(INFORMATION GIVEN begins)

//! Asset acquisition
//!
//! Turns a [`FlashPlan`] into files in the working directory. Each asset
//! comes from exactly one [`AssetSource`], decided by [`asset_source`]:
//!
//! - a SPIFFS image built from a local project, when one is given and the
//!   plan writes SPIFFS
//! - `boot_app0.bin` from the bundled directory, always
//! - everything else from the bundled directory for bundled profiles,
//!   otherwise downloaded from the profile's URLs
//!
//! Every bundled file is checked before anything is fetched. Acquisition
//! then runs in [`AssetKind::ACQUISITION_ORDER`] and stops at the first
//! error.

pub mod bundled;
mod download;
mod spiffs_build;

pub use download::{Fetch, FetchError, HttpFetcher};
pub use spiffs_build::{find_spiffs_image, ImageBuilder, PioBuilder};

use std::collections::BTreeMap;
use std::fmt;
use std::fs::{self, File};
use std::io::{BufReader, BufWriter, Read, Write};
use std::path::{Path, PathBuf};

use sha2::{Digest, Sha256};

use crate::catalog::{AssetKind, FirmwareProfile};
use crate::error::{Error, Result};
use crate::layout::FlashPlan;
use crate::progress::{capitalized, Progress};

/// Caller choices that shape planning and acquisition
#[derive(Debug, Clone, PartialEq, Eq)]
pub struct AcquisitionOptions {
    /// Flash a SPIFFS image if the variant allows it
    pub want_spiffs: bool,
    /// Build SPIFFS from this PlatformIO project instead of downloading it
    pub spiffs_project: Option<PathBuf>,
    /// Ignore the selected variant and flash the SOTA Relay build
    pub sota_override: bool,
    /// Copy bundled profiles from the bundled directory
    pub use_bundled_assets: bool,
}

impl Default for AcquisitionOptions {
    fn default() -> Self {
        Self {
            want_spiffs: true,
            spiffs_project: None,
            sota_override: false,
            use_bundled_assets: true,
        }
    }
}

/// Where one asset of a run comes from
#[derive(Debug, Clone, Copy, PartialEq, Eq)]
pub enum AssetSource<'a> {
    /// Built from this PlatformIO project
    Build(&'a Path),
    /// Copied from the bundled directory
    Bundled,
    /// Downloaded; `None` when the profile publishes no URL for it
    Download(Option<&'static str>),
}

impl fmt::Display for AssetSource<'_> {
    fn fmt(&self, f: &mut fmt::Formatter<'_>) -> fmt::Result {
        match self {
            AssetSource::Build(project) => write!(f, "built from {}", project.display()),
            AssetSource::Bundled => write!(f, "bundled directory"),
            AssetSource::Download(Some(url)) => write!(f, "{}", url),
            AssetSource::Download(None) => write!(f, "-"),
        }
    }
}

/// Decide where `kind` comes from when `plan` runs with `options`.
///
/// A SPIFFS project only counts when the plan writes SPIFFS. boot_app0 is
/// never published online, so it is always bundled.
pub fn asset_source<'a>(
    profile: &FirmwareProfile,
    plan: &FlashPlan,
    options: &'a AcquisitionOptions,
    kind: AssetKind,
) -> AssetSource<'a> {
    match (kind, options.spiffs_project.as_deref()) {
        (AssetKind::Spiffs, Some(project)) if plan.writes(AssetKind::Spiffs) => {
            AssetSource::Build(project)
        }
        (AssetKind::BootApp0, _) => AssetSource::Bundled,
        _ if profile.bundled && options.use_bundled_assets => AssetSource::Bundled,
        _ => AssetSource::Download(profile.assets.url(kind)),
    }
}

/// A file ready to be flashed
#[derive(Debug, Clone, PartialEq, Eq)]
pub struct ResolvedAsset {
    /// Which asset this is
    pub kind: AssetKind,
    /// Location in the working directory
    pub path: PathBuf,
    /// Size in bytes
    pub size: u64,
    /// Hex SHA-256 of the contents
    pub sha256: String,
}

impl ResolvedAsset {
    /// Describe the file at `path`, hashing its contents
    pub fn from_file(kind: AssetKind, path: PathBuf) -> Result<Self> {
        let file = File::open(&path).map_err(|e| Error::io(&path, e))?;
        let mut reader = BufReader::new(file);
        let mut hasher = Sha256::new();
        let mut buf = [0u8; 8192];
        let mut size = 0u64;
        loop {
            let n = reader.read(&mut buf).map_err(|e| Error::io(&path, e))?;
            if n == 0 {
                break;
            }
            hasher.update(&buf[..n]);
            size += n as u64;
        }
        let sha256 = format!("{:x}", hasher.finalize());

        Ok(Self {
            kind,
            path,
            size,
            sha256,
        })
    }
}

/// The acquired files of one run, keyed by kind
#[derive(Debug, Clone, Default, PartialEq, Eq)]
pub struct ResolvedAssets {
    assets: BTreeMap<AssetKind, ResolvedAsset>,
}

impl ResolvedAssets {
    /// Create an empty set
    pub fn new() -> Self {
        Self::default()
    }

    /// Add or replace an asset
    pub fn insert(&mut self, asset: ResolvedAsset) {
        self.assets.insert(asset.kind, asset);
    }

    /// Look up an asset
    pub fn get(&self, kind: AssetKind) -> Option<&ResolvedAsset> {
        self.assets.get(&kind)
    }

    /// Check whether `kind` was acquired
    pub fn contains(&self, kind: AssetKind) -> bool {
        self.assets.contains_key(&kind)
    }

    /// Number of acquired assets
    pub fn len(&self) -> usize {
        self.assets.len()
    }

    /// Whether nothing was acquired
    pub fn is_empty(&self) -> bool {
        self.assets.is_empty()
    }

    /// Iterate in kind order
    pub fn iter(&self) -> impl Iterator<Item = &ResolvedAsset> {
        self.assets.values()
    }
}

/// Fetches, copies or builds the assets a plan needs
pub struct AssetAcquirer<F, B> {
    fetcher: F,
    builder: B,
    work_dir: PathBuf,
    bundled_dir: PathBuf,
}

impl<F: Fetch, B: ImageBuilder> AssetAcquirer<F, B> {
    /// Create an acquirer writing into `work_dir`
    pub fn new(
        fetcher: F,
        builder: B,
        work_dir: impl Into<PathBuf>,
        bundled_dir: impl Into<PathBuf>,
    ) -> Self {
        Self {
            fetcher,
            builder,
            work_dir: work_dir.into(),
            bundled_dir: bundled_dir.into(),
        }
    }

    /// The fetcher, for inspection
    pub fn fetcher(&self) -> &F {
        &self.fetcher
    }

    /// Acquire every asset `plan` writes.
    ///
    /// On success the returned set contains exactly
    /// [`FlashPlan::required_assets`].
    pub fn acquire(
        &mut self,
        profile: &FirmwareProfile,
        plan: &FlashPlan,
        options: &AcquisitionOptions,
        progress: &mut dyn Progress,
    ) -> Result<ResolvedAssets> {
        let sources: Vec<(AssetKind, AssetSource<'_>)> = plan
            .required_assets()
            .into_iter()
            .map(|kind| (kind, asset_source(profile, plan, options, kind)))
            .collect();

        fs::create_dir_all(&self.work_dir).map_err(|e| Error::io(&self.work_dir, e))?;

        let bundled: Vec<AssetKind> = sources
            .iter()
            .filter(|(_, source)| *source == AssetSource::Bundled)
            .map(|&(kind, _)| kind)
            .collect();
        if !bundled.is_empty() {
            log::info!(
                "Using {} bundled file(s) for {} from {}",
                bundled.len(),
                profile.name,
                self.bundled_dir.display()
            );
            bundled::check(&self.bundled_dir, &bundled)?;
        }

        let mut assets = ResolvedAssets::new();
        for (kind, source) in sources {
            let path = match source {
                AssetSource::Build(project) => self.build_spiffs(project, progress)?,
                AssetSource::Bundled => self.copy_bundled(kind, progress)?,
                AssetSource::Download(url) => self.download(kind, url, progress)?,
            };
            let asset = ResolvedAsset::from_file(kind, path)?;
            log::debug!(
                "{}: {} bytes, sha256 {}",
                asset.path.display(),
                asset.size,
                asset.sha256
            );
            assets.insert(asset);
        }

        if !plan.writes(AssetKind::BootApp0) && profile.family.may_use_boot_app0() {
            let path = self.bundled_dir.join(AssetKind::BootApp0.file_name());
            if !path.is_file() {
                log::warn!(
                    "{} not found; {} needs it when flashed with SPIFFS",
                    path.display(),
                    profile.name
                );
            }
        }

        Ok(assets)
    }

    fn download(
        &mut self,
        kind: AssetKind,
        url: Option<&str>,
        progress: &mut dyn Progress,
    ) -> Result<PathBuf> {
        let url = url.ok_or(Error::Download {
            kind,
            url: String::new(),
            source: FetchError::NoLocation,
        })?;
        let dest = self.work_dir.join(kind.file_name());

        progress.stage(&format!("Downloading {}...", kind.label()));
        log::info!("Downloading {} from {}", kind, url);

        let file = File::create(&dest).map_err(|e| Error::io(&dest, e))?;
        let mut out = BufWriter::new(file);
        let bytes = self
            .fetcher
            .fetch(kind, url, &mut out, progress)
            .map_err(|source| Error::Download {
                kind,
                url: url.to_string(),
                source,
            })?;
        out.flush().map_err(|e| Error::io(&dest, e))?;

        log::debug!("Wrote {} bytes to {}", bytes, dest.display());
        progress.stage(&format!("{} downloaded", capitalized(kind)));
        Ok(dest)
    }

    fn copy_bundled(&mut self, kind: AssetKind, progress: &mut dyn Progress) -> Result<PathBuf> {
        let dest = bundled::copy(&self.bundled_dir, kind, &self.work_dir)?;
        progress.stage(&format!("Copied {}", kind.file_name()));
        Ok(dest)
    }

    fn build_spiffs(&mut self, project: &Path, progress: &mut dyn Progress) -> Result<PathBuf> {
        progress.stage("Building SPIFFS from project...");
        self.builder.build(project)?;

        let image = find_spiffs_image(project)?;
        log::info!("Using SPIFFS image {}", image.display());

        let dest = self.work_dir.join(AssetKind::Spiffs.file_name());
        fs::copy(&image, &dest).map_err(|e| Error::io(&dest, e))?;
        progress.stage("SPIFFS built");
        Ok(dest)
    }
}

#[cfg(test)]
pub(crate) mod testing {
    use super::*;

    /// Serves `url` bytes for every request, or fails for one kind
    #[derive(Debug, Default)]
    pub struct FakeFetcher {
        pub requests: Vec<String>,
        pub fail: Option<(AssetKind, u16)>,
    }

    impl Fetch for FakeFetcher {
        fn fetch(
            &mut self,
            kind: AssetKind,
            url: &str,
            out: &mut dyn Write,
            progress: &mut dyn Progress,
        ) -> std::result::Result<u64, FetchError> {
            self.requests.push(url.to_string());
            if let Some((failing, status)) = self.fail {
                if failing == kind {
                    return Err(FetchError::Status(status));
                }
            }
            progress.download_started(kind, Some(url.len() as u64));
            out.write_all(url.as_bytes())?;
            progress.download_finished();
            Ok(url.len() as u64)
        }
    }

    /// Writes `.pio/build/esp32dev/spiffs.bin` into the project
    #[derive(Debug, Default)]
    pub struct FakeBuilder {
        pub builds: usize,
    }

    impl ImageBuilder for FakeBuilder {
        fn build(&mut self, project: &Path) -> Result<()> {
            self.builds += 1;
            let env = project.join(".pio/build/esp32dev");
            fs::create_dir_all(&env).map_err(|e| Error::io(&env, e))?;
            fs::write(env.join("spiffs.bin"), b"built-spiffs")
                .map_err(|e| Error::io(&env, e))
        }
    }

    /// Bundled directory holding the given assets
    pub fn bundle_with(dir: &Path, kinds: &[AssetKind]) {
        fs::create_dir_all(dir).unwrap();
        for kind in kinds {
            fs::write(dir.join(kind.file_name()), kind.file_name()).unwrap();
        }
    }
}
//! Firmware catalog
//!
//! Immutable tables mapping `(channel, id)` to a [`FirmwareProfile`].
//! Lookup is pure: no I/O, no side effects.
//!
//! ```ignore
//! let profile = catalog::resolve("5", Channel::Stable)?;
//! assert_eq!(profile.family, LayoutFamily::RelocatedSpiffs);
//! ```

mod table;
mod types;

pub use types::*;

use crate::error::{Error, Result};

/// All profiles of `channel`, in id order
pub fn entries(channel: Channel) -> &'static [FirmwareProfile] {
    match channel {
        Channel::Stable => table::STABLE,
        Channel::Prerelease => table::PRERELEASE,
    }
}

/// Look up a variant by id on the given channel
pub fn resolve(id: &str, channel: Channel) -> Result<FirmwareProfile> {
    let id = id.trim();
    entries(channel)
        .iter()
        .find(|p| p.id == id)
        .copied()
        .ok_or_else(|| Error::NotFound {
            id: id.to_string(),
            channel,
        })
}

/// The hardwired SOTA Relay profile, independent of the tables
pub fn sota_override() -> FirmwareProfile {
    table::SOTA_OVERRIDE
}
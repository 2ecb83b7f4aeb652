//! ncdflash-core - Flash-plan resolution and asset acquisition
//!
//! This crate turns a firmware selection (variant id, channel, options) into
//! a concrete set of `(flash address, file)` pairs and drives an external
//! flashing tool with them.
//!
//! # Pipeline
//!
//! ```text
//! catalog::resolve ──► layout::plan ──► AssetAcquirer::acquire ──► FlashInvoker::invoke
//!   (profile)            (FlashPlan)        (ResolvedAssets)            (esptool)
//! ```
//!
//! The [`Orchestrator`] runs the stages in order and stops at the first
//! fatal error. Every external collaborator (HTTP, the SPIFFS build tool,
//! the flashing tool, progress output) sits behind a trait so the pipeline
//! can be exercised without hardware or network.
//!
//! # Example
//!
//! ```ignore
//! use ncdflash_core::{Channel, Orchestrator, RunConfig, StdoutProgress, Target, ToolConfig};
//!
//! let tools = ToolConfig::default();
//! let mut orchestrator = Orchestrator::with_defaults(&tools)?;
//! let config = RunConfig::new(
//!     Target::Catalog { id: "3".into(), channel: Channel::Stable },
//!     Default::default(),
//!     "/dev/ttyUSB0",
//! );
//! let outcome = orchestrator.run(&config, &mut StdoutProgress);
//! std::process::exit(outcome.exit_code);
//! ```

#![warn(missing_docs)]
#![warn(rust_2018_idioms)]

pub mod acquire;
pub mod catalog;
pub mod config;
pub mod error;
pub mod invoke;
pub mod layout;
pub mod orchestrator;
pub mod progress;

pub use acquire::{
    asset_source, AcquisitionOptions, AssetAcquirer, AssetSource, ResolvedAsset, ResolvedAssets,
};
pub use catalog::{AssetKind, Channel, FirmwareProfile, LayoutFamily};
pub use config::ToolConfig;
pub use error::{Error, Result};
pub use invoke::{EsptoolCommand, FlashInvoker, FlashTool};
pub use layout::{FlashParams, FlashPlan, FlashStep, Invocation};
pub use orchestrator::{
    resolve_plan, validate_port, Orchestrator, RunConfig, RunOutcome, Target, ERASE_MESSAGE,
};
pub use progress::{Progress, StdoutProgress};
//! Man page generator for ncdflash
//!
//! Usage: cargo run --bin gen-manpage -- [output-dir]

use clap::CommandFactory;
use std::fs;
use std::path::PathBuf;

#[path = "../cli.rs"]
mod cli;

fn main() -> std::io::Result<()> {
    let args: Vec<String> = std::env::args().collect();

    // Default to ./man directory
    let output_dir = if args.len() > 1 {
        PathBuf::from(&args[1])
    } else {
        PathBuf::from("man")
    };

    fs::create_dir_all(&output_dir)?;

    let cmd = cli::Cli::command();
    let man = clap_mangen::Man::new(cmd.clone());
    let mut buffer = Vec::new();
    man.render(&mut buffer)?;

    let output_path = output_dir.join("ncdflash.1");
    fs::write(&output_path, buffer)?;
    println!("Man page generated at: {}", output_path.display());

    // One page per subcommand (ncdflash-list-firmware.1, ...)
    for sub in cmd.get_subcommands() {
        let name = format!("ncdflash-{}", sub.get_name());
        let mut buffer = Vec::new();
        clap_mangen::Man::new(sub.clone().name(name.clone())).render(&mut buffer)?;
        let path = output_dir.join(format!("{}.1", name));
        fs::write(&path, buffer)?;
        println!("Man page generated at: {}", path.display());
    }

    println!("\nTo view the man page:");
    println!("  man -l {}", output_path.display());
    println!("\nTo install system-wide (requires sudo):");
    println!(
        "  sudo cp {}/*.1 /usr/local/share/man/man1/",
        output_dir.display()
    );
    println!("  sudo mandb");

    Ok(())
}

(INFORMATION GIVEN ends)

*BRIEF:* Check the records above and copy each line that has the string "Stable".

*TASK ANSWER:*
//! let profile = catalog::resolve("5", Channel::Stable)?;
        Channel::Stable => table::STABLE,
//!     Target::Catalog { id: "3".into(), channel: Channel::Stable },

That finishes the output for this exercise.